3. The method for real-time detection of voice biometric authentication according to claim 2, wherein the audio file of step S1 is processed and converted into a file type recognizable by the voice biometric server, and then is transmitted to the voice biometric server.

4. The voice biometric authentication real-time detection method according to claim 3, wherein the watermark is detected from the file received by the watermarking module via an algorithm module in the watermarking module.
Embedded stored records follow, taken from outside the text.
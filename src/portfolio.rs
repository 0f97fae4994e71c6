//! Static portfolio content served to the front-end.
//!
//! DESIGN
//! ======
//! The site is a single page split into named sections. Everything shown on
//! it (profile, skills, experience, education, projects, blog posts) is
//! compiled in as `'static` tables so the server never touches disk or a
//! database for content. Project cards are enriched at request time by
//! `services::github`; the tables here carry only what never changes.

use serde::{Deserialize, Serialize};

// =============================================================================
// SECTIONS
// =============================================================================

/// A navigable page section. The id doubles as the DOM anchor.
#[derive(Debug, Clone, Copy, PartialEq, Eq, Hash, Serialize, Deserialize)]
#[serde(rename_all = "lowercase")]
pub enum Section {
    Home,
    About,
    Projects,
    Blog,
    Contact,
}

impl Section {
    /// All sections in navbar order.
    pub const ALL: [Section; 5] = [Section::Home, Section::About, Section::Projects, Section::Blog, Section::Contact];

    #[must_use]
    pub fn id(self) -> &'static str {
        match self {
            Self::Home => "home",
            Self::About => "about",
            Self::Projects => "projects",
            Self::Blog => "blog",
            Self::Contact => "contact",
        }
    }

    #[must_use]
    pub fn label(self) -> &'static str {
        match self {
            Self::Home => "Home",
            Self::About => "About",
            Self::Projects => "Projects",
            Self::Blog => "Blog",
            Self::Contact => "Contact",
        }
    }
}

#[derive(Debug, Clone, Serialize)]
pub struct NavLink {
    pub id: &'static str,
    pub label: &'static str,
}

// =============================================================================
// CONTENT TYPES
// =============================================================================

#[derive(Debug, Clone, Serialize)]
pub struct Profile {
    pub name: &'static str,
    pub headline: &'static str,
    pub email: &'static str,
    pub location: &'static str,
    pub linkedin_url: &'static str,
    pub github_url: &'static str,
}

#[derive(Debug, Clone, Copy, PartialEq, Eq, Serialize)]
#[serde(rename_all = "lowercase")]
pub enum SkillCategory {
    Technical,
    Data,
    Tools,
    Soft,
}

#[derive(Debug, Clone, Serialize)]
pub struct Skill {
    pub name: &'static str,
    /// Self-assessed, 1 to 10.
    pub level: u8,
    pub category: SkillCategory,
}

#[derive(Debug, Clone, Serialize)]
pub struct Experience {
    pub title: &'static str,
    pub company: &'static str,
    pub duration: &'static str,
    pub description: &'static str,
}

#[derive(Debug, Clone, Serialize)]
pub struct Education {
    pub degree: &'static str,
    pub institution: &'static str,
    pub duration: &'static str,
    pub description: &'static str,
}

#[derive(Debug, Clone, Serialize)]
pub struct Project {
    pub title: &'static str,
    pub description: &'static str,
    pub image: &'static str,
    pub tags: &'static [&'static str],
    pub accuracy: Option<&'static str>,
    pub demo: Option<&'static str>,
}

#[derive(Debug, Clone, Serialize)]
pub struct BlogPost {
    pub title: &'static str,
    pub excerpt: &'static str,
    pub date: &'static str,
    pub read_time: &'static str,
    pub image: &'static str,
    pub url: &'static str,
    pub category: &'static str,
}

/// Everything `/api/portfolio` returns, borrowed from the static tables.
#[derive(Debug, Serialize)]
pub struct Portfolio {
    pub profile: &'static Profile,
    pub sections: Vec<NavLink>,
    pub skills: &'static [Skill],
    pub experience: &'static [Experience],
    pub education: &'static [Education],
    pub projects: &'static [Project],
    pub blog: &'static [BlogPost],
}

#[must_use]
pub fn portfolio() -> Portfolio {
    Portfolio {
        profile: &PROFILE,
        sections: Section::ALL
            .into_iter()
            .map(|s| NavLink { id: s.id(), label: s.label() })
            .collect(),
        skills: SKILLS,
        experience: EXPERIENCE,
        education: EDUCATION,
        projects: PROJECTS,
        blog: BLOG_POSTS,
    }
}

// =============================================================================
// TABLES
// =============================================================================

pub static PROFILE: Profile = Profile {
    name: "Shayoun Bhaduri",
    headline: "MBA (Data Science & AI) at IIT Mandi",
    email: "mb24043@students.iitmandi.ac.in",
    location: "IIT Mandi, Himachal Pradesh, India",
    linkedin_url: "https://linkedin.com/in/shayoun-bhaduri",
    github_url: "https://github.com/bhadurishayoun",
};

pub static SKILLS: &[Skill] = &[
    Skill { name: "Python", level: 9, category: SkillCategory::Technical },
    Skill { name: "Machine Learning", level: 8, category: SkillCategory::Technical },
    Skill { name: "SQL", level: 8, category: SkillCategory::Technical },
    Skill { name: "EDA", level: 9, category: SkillCategory::Data },
    Skill { name: "Power BI", level: 8, category: SkillCategory::Tools },
    Skill { name: "Agile", level: 7, category: SkillCategory::Soft },
    Skill { name: "Jira", level: 7, category: SkillCategory::Tools },
    Skill { name: "IBM Cloud", level: 6, category: SkillCategory::Tools },
    Skill { name: "Hadoop", level: 6, category: SkillCategory::Technical },
    Skill { name: "Data Visualization", level: 9, category: SkillCategory::Data },
];

pub static EXPERIENCE: &[Experience] = &[
    Experience {
        title: "Founder's Office Intern",
        company: "Pync",
        duration: "Nov 2024 - Present",
        description: "Providing product insights and driving strategic changes in a startup environment.",
    },
    Experience {
        title: "Summer Research Intern",
        company: "IIT BHU",
        duration: "May 2023 - Jul 2023",
        description: "Worked on deep learning models for person re-identification and privacy protection.",
    },
    Experience {
        title: "Data Analytics Intern",
        company: "GUESSS India",
        duration: "Oct 2024 - Present",
        description: "Leveraging Power BI and Tableau for insightful analytics.",
    },
];

pub static EDUCATION: &[Education] = &[
    Education {
        degree: "MBA (Data Science & AI)",
        institution: "IIT Mandi",
        duration: "2024 - Present",
        description: "Focusing on advanced AI applications in business contexts.",
    },
    Education {
        degree: "BTech (Data Science & AI)",
        institution: "SRM University, Lucknow",
        duration: "2020 - 2024",
        description: "Specialized in machine learning and data engineering.",
    },
];

pub static PROJECTS: &[Project] = &[
    Project {
        title: "Student Gap Analysis",
        description: "Used regression models to identify academic performance gaps and provide targeted interventions for students.",
        image: "https://images.unsplash.com/photo-1501504905252-473c47e087f8?auto=format&fit=crop&w=800&q=80",
        tags: &["Regression", "Python", "Data Analysis", "Education"],
        accuracy: Some("92% accuracy"),
        demo: None,
    },
    Project {
        title: "Face Recognition of Partially Occluded Objects",
        description: "Developed a facial recognition system that can identify individuals even when parts of their face are obscured.",
        image: "https://images.unsplash.com/photo-1587918584555-438e9a9f8942?auto=format&fit=crop&w=800&q=80",
        tags: &["Computer Vision", "Deep Learning", "CNN", "OpenCV"],
        accuracy: Some("98.93% accuracy"),
        demo: None,
    },
    Project {
        title: "Weather Forecasting",
        description: "Developed a random forest-based prediction model for accurate weather forecasting across different regions.",
        image: "https://images.unsplash.com/photo-1504608524841-42fe6f032b4b?auto=format&fit=crop&w=800&q=80",
        tags: &["Random Forest", "Time Series", "Pandas", "Data Visualization"],
        accuracy: Some("95% accuracy"),
        demo: None,
    },
    Project {
        title: "Diversity Inclusion Dashboard",
        description: "Analyzed HR data to uncover gender balance challenges in executive management and create visual insights.",
        image: "https://images.unsplash.com/photo-1551836022-d5d88e9218df?auto=format&fit=crop&w=800&q=80",
        tags: &["Power BI", "HR Analytics", "Dashboard", "Data Visualization"],
        accuracy: None,
        demo: Some("https://example.com/diversity-dashboard"),
    },
    Project {
        title: "Virtual Assistant Chatbot",
        description: "Designed a chatbot using Python and ML to enhance productivity and automate routine tasks.",
        image: "https://images.unsplash.com/photo-1531746790731-6c087fecd65a?auto=format&fit=crop&w=800&q=80",
        tags: &["NLP", "Python", "Machine Learning", "Chatbot"],
        accuracy: None,
        demo: None,
    },
];

pub static BLOG_POSTS: &[BlogPost] = &[
    BlogPost {
        title: "AI-driven Fraud Detection Models: A Comprehensive Guide",
        excerpt: "Learn how machine learning models can be leveraged to detect and prevent financial fraud with high accuracy rates.",
        date: "April 15, 2024",
        read_time: "8 min read",
        image: "https://images.unsplash.com/photo-1563013544-824ae1b704d3?auto=format&fit=crop&w=800&q=80",
        url: "#",
        category: "AI",
    },
    BlogPost {
        title: "Power BI vs. Tableau: Data Visualization for Decision Making",
        excerpt: "A comparative analysis of two leading data visualization tools and their impact on business decision-making processes.",
        date: "March 22, 2024",
        read_time: "6 min read",
        image: "https://images.unsplash.com/photo-1543286386-713bdd548da4?auto=format&fit=crop&w=800&q=80",
        url: "#",
        category: "Data Visualization",
    },
    BlogPost {
        title: "Business Analytics Case Study: Retail Optimization with Machine Learning",
        excerpt: "How a retail chain improved inventory management and sales forecasting using predictive analytics models.",
        date: "February 10, 2024",
        read_time: "10 min read",
        image: "https://images.unsplash.com/photo-1582481946466-8c2247da81c9?auto=format&fit=crop&w=800&q=80",
        url: "#",
        category: "Business Analytics",
    },
];

#[cfg(test)]
#[path = "portfolio_test.rs"]
mod tests;
//! Intent responder: the keyword table behind the chat assistant.
//!
//! DESIGN
//! ======
//! `respond` lower-cases the input and walks `RULES` in declaration order.
//! A rule fires when any of its keywords is a substring of the input; the
//! first rule to fire wins. Matching is containment, not word matching, so
//! `"tech"` fires on `"fintech"` and `"hi"` fires on `"this"`.
//!
//! ORDERING
//! ========
//! Declaration order is the only priority policy. Navigation rules come
//! first because their phrases are specific. The greeting rule comes after
//! the topical rules: its two-letter keyword hides inside common words
//! ("his", "which") and would otherwise swallow real questions.

use serde::{Deserialize, Serialize};

use crate::portfolio::Section;

/// Returned when no rule fires.
pub const FALLBACK: &str = "I'm not sure I understand. Would you like to know about Shayoun's experience, \
education, skills, projects, or how to contact him?";

/// First bot message of every conversation.
pub const GREETING: &str = "Hi there! I'm Shayoun's AI assistant. How can I help you today?";

// =============================================================================
// TYPES
// =============================================================================

/// Instruction for the presentation layer, carried alongside a reply.
#[derive(Debug, Clone, Copy, PartialEq, Eq, Serialize, Deserialize)]
#[serde(tag = "type", rename_all = "snake_case")]
pub enum Action {
    /// Scroll the page to the given section.
    Navigate { target: Section },
}

/// One row of the keyword table.
#[derive(Debug)]
pub struct IntentRule {
    /// Lowercase trigger phrases; any one of them is enough.
    pub keywords: &'static [&'static str],
    pub response: &'static str,
    pub action: Option<Action>,
}

impl IntentRule {
    const fn reply(keywords: &'static [&'static str], response: &'static str) -> Self {
        Self { keywords, response, action: None }
    }

    const fn navigate(keywords: &'static [&'static str], response: &'static str, target: Section) -> Self {
        Self { keywords, response, action: Some(Action::Navigate { target }) }
    }

    /// `lowered` must already be lower-cased.
    #[must_use]
    pub fn matches(&self, lowered: &str) -> bool {
        self.keywords.iter().any(|k| lowered.contains(k))
    }
}

/// What `respond` hands back.
#[derive(Debug, Clone, Copy, PartialEq, Eq, Serialize)]
pub struct Reply {
    pub text: &'static str,
    #[serde(skip_serializing_if = "Option::is_none")]
    pub action: Option<Action>,
}

// =============================================================================
// RULE TABLE
// =============================================================================

pub static RULES: &[IntentRule] = &[
    IntentRule::navigate(
        &["go home", "take me home", "back to top"],
        "Taking you back to the top of the page.",
        Section::Home,
    ),
    IntentRule::navigate(
        &["go to about", "take me to about", "open about", "show about"],
        "Here's the About section with Shayoun's background, skills, and experience.",
        Section::About,
    ),
    IntentRule::navigate(
        &["go to projects", "take me to projects", "open projects", "show projects", "show me projects"],
        "Here are Shayoun's projects.",
        Section::Projects,
    ),
    IntentRule::navigate(
        &["go to blog", "take me to blog", "open blog", "show blog"],
        "Here are Shayoun's latest blog posts.",
        Section::Blog,
    ),
    IntentRule::navigate(
        &["go to contact", "take me to contact", "open contact", "contact form"],
        "Here's how you can get in touch with Shayoun.",
        Section::Contact,
    ),
    IntentRule::reply(
        &["experience", "work", "job", "internship"],
        "Shayoun has experience as a Founder's Office Intern at Pync, a Summer Research Intern at IIT BHU, \
and a Data Analytics Intern at GUESSS India. Would you like to know more about a specific role?",
    ),
    IntentRule::reply(
        &["education", "study", "degree", "university", "college"],
        "Shayoun is currently pursuing an MBA with a focus on Data Science & AI at IIT Mandi. He holds a BTech \
in Data Science & AI from SRM University, Lucknow. Is there something specific about his academic background \
you'd like to know?",
    ),
    IntentRule::reply(
        &["skills", "tech", "programming"],
        "Shayoun is skilled in Python, Machine Learning, SQL, EDA, Power BI, Agile, Jira, IBM Cloud, Hadoop, \
and Data Visualization. Which skill would you like to learn more about?",
    ),
    IntentRule::reply(
        &["project"],
        "Shayoun has worked on several projects including Student Gap Analysis, Face Recognition of Partially \
Occluded Objects, Weather Forecasting, Diversity Inclusion Dashboard, and a Virtual Assistant Chatbot. Would \
you like details on any of these?",
    ),
    IntentRule::reply(
        &["contact", "email", "connect", "reach"],
        "You can reach Shayoun via email at mb24043@students.iitmandi.ac.in or connect with him on LinkedIn \
(Shayoun Bhaduri) and GitHub (bhadurishayoun).",
    ),
    IntentRule::reply(
        &["blog", "article", "write"],
        "Shayoun writes about AI-driven fraud detection models, Power BI and data visualization, and business \
analytics case studies. Is there a specific topic you're interested in?",
    ),
    IntentRule::reply(
        &["thank"],
        "You're welcome! Feel free to ask if you have any other questions about Shayoun.",
    ),
    IntentRule::reply(
        &["hello", "hey", "hi"],
        "Hello! How can I help you learn more about Shayoun today?",
    ),
];

// =============================================================================
// LOOKUP
// =============================================================================

/// Index of the first rule that fires for `input`, if any.
#[must_use]
pub fn match_rule(input: &str) -> Option<usize> {
    let lowered = input.to_lowercase();
    RULES.iter().position(|rule| rule.matches(&lowered))
}

/// Answer free text with a canned reply.
///
/// Total over all strings. Callers filter blank input before asking.
#[must_use]
pub fn respond(input: &str) -> Reply {
    match match_rule(input) {
        Some(idx) => {
            let rule = &RULES[idx];
            Reply { text: rule.response, action: rule.action }
        }
        None => Reply { text: FALLBACK, action: None },
    }
}

#[cfg(test)]
#[path = "responder_test.rs"]
mod tests;
//! In-memory rate limiting for contact submissions.
//!
//! DESIGN
//! ======
//! Sliding-window counters backed by `HashMap<IpAddr, VecDeque<Instant>>`.
//! Two limits share one window:
//! - Per-client: `CONTACT_RATE_LIMIT` submissions per window
//! - Global: `CONTACT_GLOBAL_LIMIT` submissions per window
//!
//! A rejected attempt is not recorded, so a client hammering the endpoint
//! does not extend its own lockout.

use std::collections::{HashMap, VecDeque};
use std::net::IpAddr;
use std::sync::{Arc, Mutex};
use std::time::{Duration, Instant};

use crate::config::ContactRateConfig;

// =============================================================================
// ERROR TYPE
// =============================================================================

#[derive(Debug, thiserror::Error, PartialEq, Eq)]
pub enum RateLimitError {
    #[error("too many messages from this address (max {limit} per {window_secs}s)")]
    PerClientExceeded { limit: usize, window_secs: u64 },
    #[error("too many messages right now (max {limit} per {window_secs}s)")]
    GlobalExceeded { limit: usize, window_secs: u64 },
}

// =============================================================================
// RATE LIMITER
// =============================================================================

#[derive(Clone)]
pub struct RateLimiter {
    inner: Arc<Mutex<RateLimiterInner>>,
    config: ContactRateConfig,
}

#[derive(Default)]
struct RateLimiterInner {
    /// Per-client submission timestamps.
    client_requests: HashMap<IpAddr, VecDeque<Instant>>,
    /// Global submission timestamps.
    global_requests: VecDeque<Instant>,
}

impl RateLimiter {
    #[must_use]
    pub fn new(config: ContactRateConfig) -> Self {
        Self { inner: Arc::new(Mutex::new(RateLimiterInner::default())), config }
    }

    /// Check both limits, then record the submission.
    ///
    /// # Errors
    ///
    /// Returns which limit would be exceeded; nothing is recorded in that case.
    pub fn check_and_record(&self, client: IpAddr) -> Result<(), RateLimitError> {
        self.check_and_record_at(client, Instant::now())
    }

    /// Internal: check + record with explicit timestamp (for testing).
    pub(crate) fn check_and_record_at(&self, client: IpAddr, now: Instant) -> Result<(), RateLimitError> {
        let mut guard = self
            .inner
            .lock()
            .unwrap_or_else(std::sync::PoisonError::into_inner);
        let inner = &mut *guard;
        let cfg = self.config;
        let window_secs = cfg.window.as_secs();

        prune_window(&mut inner.global_requests, now, cfg.window);
        if inner.global_requests.len() >= cfg.global_limit {
            return Err(RateLimitError::GlobalExceeded { limit: cfg.global_limit, window_secs });
        }

        let client_deque = inner.client_requests.entry(client).or_default();
        prune_window(client_deque, now, cfg.window);
        if client_deque.len() >= cfg.per_client_limit {
            return Err(RateLimitError::PerClientExceeded { limit: cfg.per_client_limit, window_secs });
        }

        client_deque.push_back(now);
        inner.global_requests.push_back(now);
        Ok(())
    }

    /// Drop clients whose window has fully drained. Returns how many were dropped.
    pub fn purge_idle(&self) -> usize {
        self.purge_idle_at(Instant::now())
    }

    pub(crate) fn purge_idle_at(&self, now: Instant) -> usize {
        let mut inner = self
            .inner
            .lock()
            .unwrap_or_else(std::sync::PoisonError::into_inner);
        let window = self.config.window;
        let before = inner.client_requests.len();
        inner.client_requests.retain(|_, deque| {
            prune_window(deque, now, window);
            !deque.is_empty()
        });
        before - inner.client_requests.len()
    }
}

// =============================================================================
// HELPERS
// =============================================================================

fn prune_window(deque: &mut VecDeque<Instant>, now: Instant, window: Duration) {
    while let Some(&front) = deque.front() {
        if now.duration_since(front) > window {
            deque.pop_front();
        } else {
            break;
        }
    }
}

// =============================================================================
// TESTS
// =============================================================================

#[cfg(test)]
#[path = "rate_limit_test.rs"]
mod tests;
5. The voice biometric authentication real-time detection method according to claim 1, further comprising the steps of:

6. The voice biometric authentication real-time detection method according to claim 5, wherein the detected watermark is consistent with the disturbance, and a signal is a real-time signal and is returned to the voice biometric server; the detected watermark is inconsistent with the disturbance, and the signal is a replay signal, which is returned to the voice biological recognition server.

7. The voice biometric authentication real-time detection method according to claim 6, wherein the watermark being inconsistent with the perturbation comprises: the time when the watermark occurs, the watermark length, or a combination of one or more of these.

8. A voice biometric authentication system to which the voice biometric authentication real-time detection method according to any one of claims 1 to 7 is applied, the system comprising:

a speaker for playing the audio watermark;

9. The voice biometric authentication system of claim 8, wherein the voice biometric server comprises a watermarking module, the watermarking module configured to detect a watermark.